Having received my psychology degree from a university that prided itself on having a humanistic/phenomenological program that rejected medical intervention, and at the same time, having needed medical intervention for my own depression, I find myself sort of torn on this issue. In fact, whether you realize it or not, we're playing out an age-old debate in the world of depression treatment between the more scientifically minded and the more philosophically minded.
I think that the social view of depression has changed dramatically in recent years, and some of that has been for the bad as well as the good. On the one hand, our culture (and by "our" I mean American, as I can't speak for other countries) no longer attaches quite so much of a stigma to depression as it once did, and it is more accepting of those who seek treatment. On the other hand, the explosion in medications to treat it has, to a certain extent, undermined the psychological aspect of depression and encouraged many who experience it to take a pill and be done with it.
I know many staunch humanists who say, "someone suffering from depression should step away from the pills and deal with their problems in therapy!" Well, the issue here is that if someone can't get out of bed long enough to face their problems, this isn't going to do much good. I have a problem with any treatment that ignores either the psychological or the medical side of depression, so I feel no different about more radical interventions like surgery or brain implants. I think that the duty of medical intervention is to see that someone with depression is safe from harm and functioning. After that's accomplished, then talk therapy should be applied.
When we imagine things that sound like lobotomy, I think that we envision it like our psychology textbooks explain it: the state orders someone to have a part of his or her brain crudely chopped off to keep him or her from being violent. I don't think that exploring brain surgery to treat depression now is at all akin to that. I would hope that any treatment such as this now would keep the best interests of the patient in mind, and would seek, at all costs, not to mess around with any part of the brain that would affect one's fundamental personality (and on this I feel very strongly: no treatment should seek to cure someone's depression at the risk of losing some part that makes them the person that they are - but I don't know enough about the workings of the brain to speak intelligently on how this looks in brain surgery).
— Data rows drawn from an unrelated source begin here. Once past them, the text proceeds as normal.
use std::path::Path;
use std::time::Duration;

use crate::domain::{AducResult, FileEntity};

/// Transport that fetches a payload file into a work folder.
pub trait Downloader {
    fn download(
        &self,
        entity: &FileEntity,
        workflow_id: &str,
        work_folder: &Path,
        retry_timeout: Duration,
    ) -> AducResult;
}
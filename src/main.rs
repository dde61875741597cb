fn main() {
    adu_pvcontrol::app::cli::run();
}
use std::path::PathBuf;

use crate::domain::{FileEntity, Workflow};

/// Read-only view of the host's workflow handle.
pub trait WorkflowData {
    fn id(&self) -> String;

    fn work_folder(&self) -> PathBuf;

    /// Declared update type, e.g. `microsoft/pvcontrol:1`.
    fn update_type(&self) -> String;

    fn update_file_count(&self) -> usize;

    fn update_file(&self, index: usize) -> Option<FileEntity>;

    /// Revision the host expects to find installed.
    fn installed_criteria(&self) -> Option<String>;
}

impl WorkflowData for Workflow {
    fn id(&self) -> String {
        self.id.clone()
    }

    fn work_folder(&self) -> PathBuf {
        self.work_folder.clone()
    }

    fn update_type(&self) -> String {
        self.update_type.clone()
    }

    fn update_file_count(&self) -> usize {
        self.files.len()
    }

    fn update_file(&self, index: usize) -> Option<FileEntity> {
        self.files.get(index).cloned()
    }

    fn installed_criteria(&self) -> Option<String> {
        self.installed_criteria.clone()
    }
}
//! Shared testing utilities for handler and shell integration tests.

use assert_cmd::Command;
use std::fs;
use std::os::unix::fs::PermissionsExt;
use std::path::{Path, PathBuf};
use tempfile::TempDir;

use adu_pvcontrol::domain::{HandlerConfig, StateFiles};

/// Isolated directory tree standing in for a device's work, log and state
/// folders.
#[allow(dead_code)]
pub struct TestContext {
    root: TempDir,
}

#[allow(dead_code)]
impl TestContext {
    pub fn new() -> Self {
        let root = TempDir::new().expect("Failed to create temp directory for tests");
        for dir in ["work/wf1", "log", "state", "bin"] {
            fs::create_dir_all(root.path().join(dir)).expect("Failed to create test directory");
        }
        Self { root }
    }

    pub fn root(&self) -> &Path {
        self.root.path()
    }

    /// Work folder of workflow `wf1`.
    pub fn work_folder(&self) -> PathBuf {
        self.root().join("work/wf1")
    }

    pub fn log_folder(&self) -> PathBuf {
        self.root().join("log")
    }

    pub fn state_files(&self) -> StateFiles {
        StateFiles {
            installed: self.root().join("state/pvinstalled.json"),
            progress: self.root().join("state/pvprogress.json"),
        }
    }

    pub fn write_installed(&self, content: &str) {
        fs::write(self.state_files().installed, content).expect("Failed to write installed file");
    }

    pub fn write_progress(&self, content: &str) {
        fs::write(self.state_files().progress, content).expect("Failed to write progress file");
    }

    /// File the stub shell records its arguments in, one per line.
    pub fn shell_args_log(&self) -> PathBuf {
        self.root().join("shell-args")
    }

    /// Arguments of the last stub shell run, or `None` if it never ran.
    pub fn recorded_shell_args(&self) -> Option<Vec<String>> {
        fs::read_to_string(self.shell_args_log())
            .ok()
            .map(|content| content.lines().map(str::to_string).collect())
    }

    /// Install an `adu-shell` stand-in that records its arguments and then
    /// runs `body`.
    pub fn stub_shell(&self, body: &str) -> PathBuf {
        let path = self.root().join("bin/adu-shell");
        let script = format!(
            "#!/bin/sh\nprintf '%s\\n' \"$@\" > '{}'\n{}\n",
            self.shell_args_log().display(),
            body
        );
        fs::write(&path, script).expect("Failed to write stub shell");
        fs::set_permissions(&path, fs::Permissions::from_mode(0o755))
            .expect("Failed to mark stub shell executable");
        path
    }

    /// Handler configuration pointing at `shell` and this context's folders.
    pub fn handler_config(&self, shell: &Path) -> HandlerConfig {
        let mut config = HandlerConfig::default().with_state_files(self.state_files());
        config.shell.path = shell.to_path_buf();
        config.log_folder = self.log_folder();
        config.download.retry_timeout_secs = 1;
        config.download.request_timeout_secs = 5;
        config
    }

    /// Build a command for invoking the compiled `adu-shell` binary.
    pub fn cli(&self) -> Command {
        let mut cmd = Command::cargo_bin("adu-shell").expect("Failed to locate adu-shell binary");
        cmd.current_dir(self.root());
        cmd
    }
}
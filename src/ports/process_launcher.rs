use std::path::Path;

use crate::domain::TaskResult;

/// Runs a child process to completion.
pub trait ProcessLauncher {
    /// Launch `program` with `args`, wait for it, and capture its output.
    ///
    /// Launch problems are reported through the exit status rather than an
    /// error: a program that cannot be executed yields `EXIT_EXEC_FAILED`, and
    /// one that overruns its time budget yields `EXIT_TIMED_OUT`.
    fn launch(&self, program: &Path, args: &[String]) -> TaskResult;
}
use log::{error, info};

use crate::app::cli::LaunchArguments;
use crate::domain::{EXIT_UNSUPPORTED, ShellAction, ShellConfig, TaskResult};
use crate::ports::ProcessLauncher;

/// Tasks shared by every update type. Only reboot is available.
pub(super) fn do_common_task(
    args: &LaunchArguments,
    config: &ShellConfig,
    launcher: &dyn ProcessLauncher,
) -> TaskResult {
    match args.update_action.parse::<ShellAction>() {
        Ok(ShellAction::Reboot) => reboot(config, launcher),
        Ok(action) => {
            error!("Common tasks do not support '{}'", action);
            TaskResult::from_exit_status(EXIT_UNSUPPORTED)
        }
        Err(e) => {
            error!("{}", e);
            TaskResult::from_exit_status(EXIT_UNSUPPORTED)
        }
    }
}

pub(super) fn reboot(config: &ShellConfig, launcher: &dyn ProcessLauncher) -> TaskResult {
    info!("Rebooting the system");
    launcher.launch(&config.reboot_command, &[])
}

#[cfg(test)]
mod tests {
    use super::*;
    use crate::testing::RecordingLauncher;
    use std::path::PathBuf;

    #[test]
    fn reboot_launches_configured_command() {
        let launcher = RecordingLauncher::succeeding();
        let config =
            ShellConfig { reboot_command: PathBuf::from("/bin/true"), ..ShellConfig::default() };

        let result = do_common_task(&LaunchArguments::new("common", "reboot"), &config, &launcher);

        assert!(result.is_success());
        assert_eq!(launcher.calls()[0].program, PathBuf::from("/bin/true"));
    }

    #[test]
    fn other_actions_are_unsupported() {
        let launcher = RecordingLauncher::succeeding();
        for action in ["install", "apply", "get-status", "bogus"] {
            let result = do_common_task(
                &LaunchArguments::new("common", action),
                &ShellConfig::default(),
                &launcher,
            );
            assert_eq!(result.exit_status, EXIT_UNSUPPORTED);
        }
        assert!(launcher.calls().is_empty());
    }
}
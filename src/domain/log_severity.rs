use log::LevelFilter;

/// Log verbosity the host passes to the handler factory and the shell.
#[derive(Debug, Clone, Copy, PartialEq, Eq, PartialOrd, Ord)]
pub enum LogSeverity {
    Debug = 0,
    Info = 1,
    Warn = 2,
    Error = 3,
}

impl LogSeverity {
    /// Severity from the numeric form used by `--log-level`.
    pub fn from_level(level: u8) -> Option<Self> {
        match level {
            0 => Some(LogSeverity::Debug),
            1 => Some(LogSeverity::Info),
            2 => Some(LogSeverity::Warn),
            3 => Some(LogSeverity::Error),
            _ => None,
        }
    }

    pub fn level_filter(self) -> LevelFilter {
        match self {
            LogSeverity::Debug => LevelFilter::Debug,
            LogSeverity::Info => LevelFilter::Info,
            LogSeverity::Warn => LevelFilter::Warn,
            LogSeverity::Error => LevelFilter::Error,
        }
    }

    /// Debug for debug builds, info otherwise.
    pub fn build_default() -> Self {
        if cfg!(debug_assertions) { LogSeverity::Debug } else { LogSeverity::Info }
    }
}
//! Handler configuration loading from `/etc/adu/pvcontrol-handler.toml`.

use std::fs;
use std::io::ErrorKind;
use std::path::Path;

use log::debug;

use crate::domain::config::parse_handler_config;
use crate::domain::{AppError, HandlerConfig};

/// Load the handler configuration at `path`, falling back to defaults when the
/// file does not exist.
pub fn load_handler_config(path: &Path) -> Result<HandlerConfig, AppError> {
    let content = match fs::read_to_string(path) {
        Ok(content) => content,
        Err(e) if e.kind() == ErrorKind::NotFound => {
            debug!("No handler config at {}, using defaults", path.display());
            return Ok(HandlerConfig::default());
        }
        Err(e) => return Err(AppError::Io(e)),
    };

    parse_handler_config(&content)
}
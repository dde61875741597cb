pub mod handler;
pub mod parse;
pub mod paths;
pub mod shell;

use std::path::PathBuf;

pub use handler::{DownloadConfig, HandlerConfig, ShellLaunchConfig};
pub use parse::parse_handler_config;
pub use shell::ShellConfig;

/// Locations of the JSON files pvcontrol writes for the handler.
#[derive(Debug, Clone, PartialEq, Eq)]
pub struct StateFiles {
    pub installed: PathBuf,
    pub progress: PathBuf,
}

impl Default for StateFiles {
    fn default() -> Self {
        Self {
            installed: PathBuf::from(paths::PVINSTALLED_FILE),
            progress: PathBuf::from(paths::PVPROGRESS_FILE),
        }
    }
}
use std::fmt;
use std::str::FromStr;

use super::AppError;

/// Actions the privileged shell can perform.
#[derive(Debug, Clone, Copy, PartialEq, Eq, Hash)]
pub enum ShellAction {
    /// Install an image file.
    Install,
    /// Run a previously installed revision.
    Apply,
    /// Cancel an in-flight operation.
    Cancel,
    /// Revert an applied revision.
    Rollback,
    /// Record the progress of a revision into the progress file.
    GetStatus,
    /// Reboot the device.
    Reboot,
}

impl ShellAction {
    /// All actions, in wire-table order.
    pub const ALL: [ShellAction; 6] = [
        ShellAction::Install,
        ShellAction::Apply,
        ShellAction::Cancel,
        ShellAction::Rollback,
        ShellAction::GetStatus,
        ShellAction::Reboot,
    ];

    /// Value passed with `--update-action`.
    pub fn as_str(&self) -> &'static str {
        match self {
            ShellAction::Install => "install",
            ShellAction::Apply => "apply",
            ShellAction::Cancel => "cancel",
            ShellAction::Rollback => "rollback",
            ShellAction::GetStatus => "get-status",
            ShellAction::Reboot => "reboot",
        }
    }
}

impl FromStr for ShellAction {
    type Err = AppError;

    fn from_str(s: &str) -> Result<Self, Self::Err> {
        ShellAction::ALL
            .into_iter()
            .find(|action| action.as_str() == s)
            .ok_or_else(|| AppError::UnsupportedUpdateAction(s.to_string()))
    }
}

impl fmt::Display for ShellAction {
    fn fmt(&self, f: &mut fmt::Formatter<'_>) -> fmt::Result {
        f.write_str(self.as_str())
    }
}

/// Update types the privileged shell dispatches on.
#[derive(Debug, Clone, Copy, PartialEq, Eq, Hash)]
pub enum ShellUpdateType {
    /// `pvcontrol` revision updates.
    PantacorPvControl,
    /// Device-wide tasks shared by all update types (reboot).
    Common,
}

impl ShellUpdateType {
    /// Value passed with `--update-type`.
    pub fn as_str(&self) -> &'static str {
        match self {
            ShellUpdateType::PantacorPvControl => "microsoft/pantacor-pvcontrol",
            ShellUpdateType::Common => "common",
        }
    }
}

impl FromStr for ShellUpdateType {
    type Err = AppError;

    fn from_str(s: &str) -> Result<Self, Self::Err> {
        match s {
            "microsoft/pantacor-pvcontrol" => Ok(ShellUpdateType::PantacorPvControl),
            "common" => Ok(ShellUpdateType::Common),
            other => Err(AppError::UnsupportedShellUpdateType(other.to_string())),
        }
    }
}

impl fmt::Display for ShellUpdateType {
    fn fmt(&self, f: &mut fmt::Formatter<'_>) -> fmt::Result {
        f.write_str(self.as_str())
    }
}

#[cfg(test)]
mod tests {
    use super::*;

    #[test]
    fn action_strings_round_trip() {
        for action in ShellAction::ALL {
            assert_eq!(action.as_str().parse::<ShellAction>().unwrap(), action);
        }
    }

    #[test]
    fn action_parsing_is_exact() {
        assert!("Install".parse::<ShellAction>().is_err());
        assert!("getstatus".parse::<ShellAction>().is_err());
        assert!("download".parse::<ShellAction>().is_err());
    }

    #[test]
    fn update_type_strings() {
        assert_eq!(
            "microsoft/pantacor-pvcontrol".parse::<ShellUpdateType>().unwrap(),
            ShellUpdateType::PantacorPvControl
        );
        assert_eq!("common".parse::<ShellUpdateType>().unwrap(), ShellUpdateType::Common);
        assert!("microsoft/swupdate".parse::<ShellUpdateType>().is_err());
    }
}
But, if medication doesn't work, if therapy isn't working, someone who is deeply frustrated with crippling depression will want to try something, anything else that could help. As long as extensive research is done into any medical intervention (and I still would like to see plenty more work done on this particular treatment), and psychological treatment is still a part of it, I say that we should investigate every avenue possible to help those suffering from depression. Anyone who is depressed will tell you: sometimes it just doesn't make any sense why we feel depressed, and even after years of therapy, I still couldn't tell you with 100% certainty where mine came from. Even without fancy scientific studies, one who feels this way knows in their gut that something more is wrong than "my mother didn't breast-feed me" or "no one understands me," and that wrong is something biological. Talk therapy is GOOD, and it helps you learn how to deal with situations that might trigger a depressive episode, or work out any deeply-rooted problems you have, but you need to be able to get out of bed first. I don't think everyone should be lining up to get their brains operated on, but if someone is seriously out of options, more drastic measures can, and I think must, be considered.
I apologize for this lengthy treatise, but it was something I had to get off my chest. The long and the short of it is: depression hurts. There is a long way we still must go in treating it. If we can help those who really need it by operating on their brains without harming them or altering who they are fundamentally, we should investigate those possibilities while at the same time remembering that we are dealing with real people with real emotions and not just test subjects.